**Instructions to follow**. Below are records; reply with nothing but the number of lines in them that contain "回起始位置".

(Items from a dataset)
§

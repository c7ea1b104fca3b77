//! # Order Service
//!
//! The front counter in one object. It owns the restaurant context, the
//! discount resolver and the order tracker, and moves orders from placement
//! through payment, the kitchen queue and completion.
//!
//! ## Order Lifecycle
//! ```text
//! ┌─────────────────────────────────────────────────────────────────────────┐
//! │                                                                         │
//! │  place_order ──► validate ──► resolve discount ──► priority ──► queue   │
//! │                                                          │              │
//! │                                                   track (OrderCreated)  │
//! │                                                                         │
//! │  pay ──► amount == total? ──► Payment::process ──► Confirmed            │
//! │                                                                         │
//! │  next_for_preparation ──► first Confirmed in queue ──► InPreparation    │
//! │                                                                         │
//! │  update_status(Ready) ──► update_status(Completed) ──► completed list   │
//! │                                                                         │
//! │  cancel / cancel_expired ──► Cancelled (removed from queue)             │
//! └─────────────────────────────────────────────────────────────────────────┘
//! ```
//!
//! ## Queue Ordering
//! Higher priority goes first; orders with equal priority keep arrival order.

use chrono::{Duration, NaiveDate};
use serde::Serialize;
use std::collections::BTreeMap;
use std::sync::Arc;
use tracing::{info, warn};

use crate::clock::Clock;
use crate::context::RestaurantContext;
use crate::customer::{Customer, CustomerType};
use crate::discount::{DailyStats, DiscountOutcome, DiscountResolver, ResolutionMode};
use crate::error::{CoreError, CoreResult, ValidationError};
use crate::money::Money;
use crate::order::{Order, OrderPriority, OrderStatus, OrderSummary, OrderType};
use crate::payment::{Payment, PaymentReceipt};
use crate::tracking::{OrderTracker, TrackingSummary};

pub const DEFAULT_MAX_ACTIVE_ORDERS: usize = 50;

/// Orders with more units than this are bumped to high priority.
pub const LARGE_ORDER_ITEMS: i64 = 10;

// =============================================================================
// Service Types
// =============================================================================

#[derive(Debug, Clone)]
struct ActiveOrder {
    order: Order,
    priority: OrderPriority,
    paid: bool,
}

/// What `place_order` hands back to the counter.
#[derive(Debug, Clone, PartialEq, Serialize)]
pub struct PlacedOrder {
    pub summary: OrderSummary,
    pub discount: DiscountOutcome,
    pub priority: OrderPriority,
    /// 1-based position in the kitchen queue.
    pub queue_position: usize,
}
//! 解码后的音频帧 (AudioFrame).
//!
//! 表示解码后的原始音频采样数据, 交错格式存储.

use ling_core::{ChannelLayout, Rational, SampleFormat};

/// 音频帧
///
/// 包含解码后的原始音频采样数据.
/// 数据为交错格式: 所有声道的采样点交替排列在 `data` 中.
#[derive(Debug, Clone)]
pub struct AudioFrame {
    /// 音频采样数据 (交错格式字节流)
    pub data: Vec<u8>,
    /// 本帧包含的采样数 (每声道)
    pub nb_samples: u32,
    /// 采样率 (Hz)
    pub sample_rate: u32,
    /// 采样格式
    pub sample_format: SampleFormat,
    /// 声道布局
    pub channel_layout: ChannelLayout,
    /// 显示时间戳 (PTS)
    pub pts: i64,
    /// 时间基
    pub time_base: Rational,
    /// 帧时长 (以 time_base 为单位)
    pub duration: i64,
}

impl AudioFrame {
    /// 创建空的音频帧
    pub fn new(
        nb_samples: u32,
        sample_rate: u32,
        sample_format: SampleFormat,
        channel_layout: ChannelLayout,
    ) -> Self {
        Self {
            data: Vec::new(),
            nb_samples,
            sample_rate,
            sample_format,
            channel_layout,
            pts: ling_core::timestamp::NOPTS_VALUE,
            time_base: Rational::UNDEFINED,
            duration: 0,
        }
    }
}
//! 解封装器实现模块.

pub mod ogg;
pub mod wav;

use crate::format_id::FormatId;
use crate::registry::FormatRegistry;

/// 注册所有内置解封装器
pub fn register_all_demuxers(registry: &mut FormatRegistry) {
    registry.register_demuxer(FormatId::Ogg, "ogg", ogg::OggDemuxer::create);
    registry.register_probe(Box::new(ogg::OggProbe));

    registry.register_demuxer(FormatId::Wav, "wav", wav::WavDemuxer::create);
    registry.register_probe(Box::new(wav::WavProbe));
}
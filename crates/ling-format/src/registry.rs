//! 容器格式注册表.
//!
//! 管理所有已注册的解封装器/封装器, 支持按格式标识查找和自动探测.

use std::collections::HashMap;

use ling_core::LingResult;

use crate::demuxer::Demuxer;
use crate::format_id::FormatId;
use crate::io::IoContext;
use crate::muxer::Muxer;
use crate::probe::{FormatProbe, ProbeResult};

/// 解封装器工厂函数类型
pub type DemuxerFactory = fn() -> LingResult<Box<dyn Demuxer>>;

/// 封装器工厂函数类型
pub type MuxerFactory = fn() -> LingResult<Box<dyn Muxer>>;

/// 容器格式注册表
pub struct FormatRegistry {
    /// 解封装器工厂映射
    demuxers: HashMap<FormatId, DemuxerEntry>,
    /// 封装器工厂映射
    muxers: HashMap<FormatId, MuxerEntry>,
    /// 格式探测器列表
    probes: Vec<Box<dyn FormatProbe + Send>>,
}

/// 解封装器注册条目
struct DemuxerEntry {
    /// 格式名称
    name: String,
    /// 工厂函数
    factory: DemuxerFactory,
}

/// 封装器注册条目
struct MuxerEntry {
    /// 格式名称
    name: String,
    /// 工厂函数
    factory: MuxerFactory,
}

impl FormatRegistry {
    /// 创建空的注册表
    pub fn new() -> Self {
        Self {
            demuxers: HashMap::new(),
            muxers: HashMap::new(),
            probes: Vec::new(),
        }
    }

    /// 注册一个解封装器
    pub fn register_demuxer(
        &mut self,
        format_id: FormatId,
        name: impl Into<String>,
        factory: DemuxerFactory,
    ) {
        self.demuxers.insert(
            format_id,
            DemuxerEntry {
                name: name.into(),
                factory,
            },
        );
    }

    /// 注册一个封装器
    pub fn register_muxer(
        &mut self,
        format_id: FormatId,
        name: impl Into<String>,
        factory: MuxerFactory,
    ) {
        self.muxers.insert(
            format_id,
            MuxerEntry {
                name: name.into(),
                factory,
            },
        );
    }

    /// 注册一个格式探测器
    pub fn register_probe(&mut self, probe: Box<dyn FormatProbe + Send>) {
        self.probes.push(probe);
    }

    /// 创建指定格式的解封装器实例
    pub fn create_demuxer(&self, format_id: FormatId) -> LingResult<Box<dyn Demuxer>> {
        let entry = self.demuxers.get(&format_id).ok_or_else(|| {
            ling_core::LingError::FormatNotFound(format!("未找到 {} 的解封装器", format_id))
        })?;
        (entry.factory)()
    }

    /// 创建指定格式的封装器实例
    pub fn create_muxer(&self, format_id: FormatId) -> LingResult<Box<dyn Muxer>> {
        let entry = self.muxers.get(&format_id).ok_or_else(|| {
            ling_core::LingError::FormatNotFound(format!("未找到 {} 的封装器", format_id))
        })?;
        (entry.factory)()
    }

    /// 探测数据的容器格式
    ///
    /// 遍历所有已注册的探测器, 返回置信度最高的结果.
    pub fn probe(&self, data: &[u8], filename: Option<&str>) -> Option<ProbeResult> {
        let mut best: Option<ProbeResult> = None;
        for probe in &self.probes {
            if let Some(score) = probe.probe(data, filename) {
                let is_better = best.as_ref().map_or(true, |b| score > b.score);
                if is_better {
                    best = Some(ProbeResult {
                        format_id: probe.format_id(),
                        score,
                    });
                }
            }
        }
        best
    }

    /// 获取所有已注册的解封装器名称
    pub fn list_demuxers(&self) -> Vec<(FormatId, &str)> {
        self.demuxers
            .iter()
            .map(|(id, entry)| (*id, entry.name.as_str()))
            .collect()
    }

    /// 获取所有已注册的封装器名称
    pub fn list_muxers(&self) -> Vec<(FormatId, &str)> {
        self.muxers
            .iter()
            .map(|(id, entry)| (*id, entry.name.as_str()))
            .collect()
    }

    /// 探测输入格式 (不打开解封装器)
    ///
    /// 读取头部数据, 自动探测格式, 然后 seek 回起始位置.
    pub fn probe_input(
        &self,
        io: &mut IoContext,
        filename: Option<&str>,
    ) -> LingResult<ProbeResult> {
        let probe_size = io.size().unwrap_or(8192).min(8192) as usize;
        let probe_size = probe_size.max(12);
        let probe_buf = io.read_bytes(probe_size)?;

        let result = self.probe(&probe_buf, filename).ok_or_else(|| {
            ling_core::LingError::FormatNotFound("无法识别输入格式".to_string())
        })?;

        // seek 回起始位置, 供后续 demuxer 读取
        io.seek(std::io::SeekFrom::Start(0))?;

        Ok(result)
    }

    /// 根据输入自动探测格式并创建解封装器
    ///
    /// 自动探测格式, 创建对应的解封装器, 并调用 `open()` 解析头部.
    pub fn open_input(
        &self,
        io: &mut IoContext,
        filename: Option<&str>,
    ) -> LingResult<Box<dyn Demuxer>> {
        let result = self.probe_input(io, filename)?;
        let mut demuxer = self.create_demuxer(result.format_id)?;
        demuxer.open(io)?;
        Ok(demuxer)
    }
}

impl Default for FormatRegistry {
    fn default() -> Self {
        Self::new()
    }
}

#[cfg(test)]
mod tests {
    use super::*;

    #[test]
    fn test_注册所有容器格式() {
        let mut registry = FormatRegistry::new();
        crate::register_all(&mut registry);

        // 2 个解封装器: Ogg + WAV; 1 个封装器: WAV
        assert_eq!(registry.list_demuxers().len(), 2);
        assert_eq!(registry.list_muxers().len(), 1);
        assert!(registry.create_demuxer(FormatId::Ogg).is_ok());
        assert!(registry.create_demuxer(FormatId::Wav).is_ok());
        assert!(registry.create_muxer(FormatId::Wav).is_ok());
        assert!(registry.create_muxer(FormatId::Ogg).is_err());
    }
}
//! Ogg 解封装管线测试.
//!
//! 验证 packet 重组等价性: 对任意合法的 Ogg 流, 依次读出的 packet
//! 字节拼接应等于全部 packet 原始负载按序拼接 (含跨页与整 255 边界).

use ling::codec::CodecId;
use ling::core::LingError;
use ling::format::io::{IoContext, MemoryBackend};
use ling::format::{Demuxer, FormatId};

/// Ogg 页面 CRC-32
fn ogg_crc32(data: &[u8]) -> u32 {
    let mut crc = 0u32;
    for &byte in data {
        crc ^= u32::from(byte) << 24;
        for _ in 0..8 {
            if crc & 0x8000_0000 != 0 {
                crc = (crc << 1) ^ 0x04C1_1DB7;
            } else {
                crc <<= 1;
            }
        }
    }
    crc
}

/// 构建一个 Ogg 页面; `fragments` 中 complete=false 的片段长度
/// 必须是 255 的倍数 (lacing 不闭合, packet 跨页)
fn build_page(
    header_type: u8,
    granule: i64,
    serial: u32,
    page_seq: u32,
    fragments: &[(&[u8], bool)],
) -> Vec<u8> {
    let mut page = Vec::new();
    page.extend_from_slice(b"OggS");
    page.push(0);
    page.push(header_type);
    page.extend_from_slice(&(granule as u64).to_le_bytes());
    page.extend_from_slice(&serial.to_le_bytes());
    page.extend_from_slice(&page_seq.to_le_bytes());
    let crc_offset = page.len();
    page.extend_from_slice(&0u32.to_le_bytes());

    let mut segments = Vec::new();
    let mut body = Vec::new();
    for &(data, complete) in fragments {
        let mut remaining = data.len();
        while remaining >= 255 {
            segments.push(255u8);
            remaining -= 255;
        }
        if complete {
            segments.push(remaining as u8);
        } else {
            assert_eq!(remaining, 0, "跨页片段长度必须是 255 的倍数");
        }
        body.extend_from_slice(data);
    }
    page.push(segments.len() as u8);
    page.extend_from_slice(&segments);
    page.extend_from_slice(&body);

    let crc = ogg_crc32(&page);
    page[crc_offset..crc_offset + 4].copy_from_slice(&crc.to_le_bytes());
    page
}

/// Vorbis identification 头包 (立体声 44100 Hz)
fn vorbis_ident_packet() -> Vec<u8> {
    let mut v = Vec::new();
    v.push(1u8);
    v.extend_from_slice(b"vorbis");
    v.extend_from_slice(&0u32.to_le_bytes());
    v.push(2);
    v.extend_from_slice(&44100u32.to_le_bytes());
    v.extend_from_slice(&[0u8; 12]);
    v.push(0x88);
    v.push(1);
    v
}

#[test]
fn test_packet重组等价于负载按序拼接() {
    let serial = 0x5EED;
    // 各种长度形态: 短包, 跨两页的长包, 整 255 倍数包, 空包
    let p1 = vec![0xA1u8; 7];
    let p2: Vec<u8> = (0..900u32).map(|i| (i % 249) as u8).collect();
    let p3 = vec![0xC3u8; 255];
    let p4: Vec<u8> = Vec::new();
    let p5 = vec![0xE5u8; 100];

    let mut data = Vec::new();
    data.extend_from_slice(&build_page(
        0x02,
        0,
        serial,
        0,
        &[(&vorbis_ident_packet(), true)],
    ));
    // 页 1: p1 + p2 前 765 字节
    data.extend_from_slice(&build_page(
        0,
        -1,
        serial,
        1,
        &[(&p1, true), (&p2[..765], false)],
    ));
    // 页 2 (continued): p2 剩余 + p3 (整 255, 以零段闭合) + p4 (空包)
    data.extend_from_slice(&build_page(
        0x01,
        500,
        serial,
        2,
        &[(&p2[765..], true), (&p3, false)],
    ));
    // 页 3 (continued): p3 的闭合零段 + p4 + p5
    data.extend_from_slice(&build_page(
        0x01,
        900,
        serial,
        3,
        &[(&[], true), (&p4, true), (&p5, true)],
    ));
    // EOS
    data.extend_from_slice(&build_page(0x04, 1000, serial, 4, &[]));

    let registry = ling::default_format_registry();
    let mut io = IoContext::new(Box::new(MemoryBackend::from_data(data)));
    let mut demuxer = registry.open_input(&mut io, None).unwrap();
    assert_eq!(demuxer.format_id(), FormatId::Ogg);
    assert_eq!(demuxer.streams()[0].codec_id, CodecId::Vorbis);

    let mut sizes = Vec::new();
    let mut reassembled = Vec::new();
    loop {
        match demuxer.read_packet(&mut io) {
            Ok(pkt) => {
                sizes.push(pkt.size());
                reassembled.extend_from_slice(&pkt.data);
            }
            Err(LingError::Eof) => break,
            Err(e) => panic!("解封装失败: {}", e),
        }
    }

    assert_eq!(sizes, vec![p1.len(), p2.len(), p3.len(), p4.len(), p5.len()]);
    let mut expect = Vec::new();
    expect.extend_from_slice(&p1);
    expect.extend_from_slice(&p2);
    expect.extend_from_slice(&p3);
    expect.extend_from_slice(&p5);
    assert_eq!(reassembled, expect);
}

§

**Answer to the problem**. 2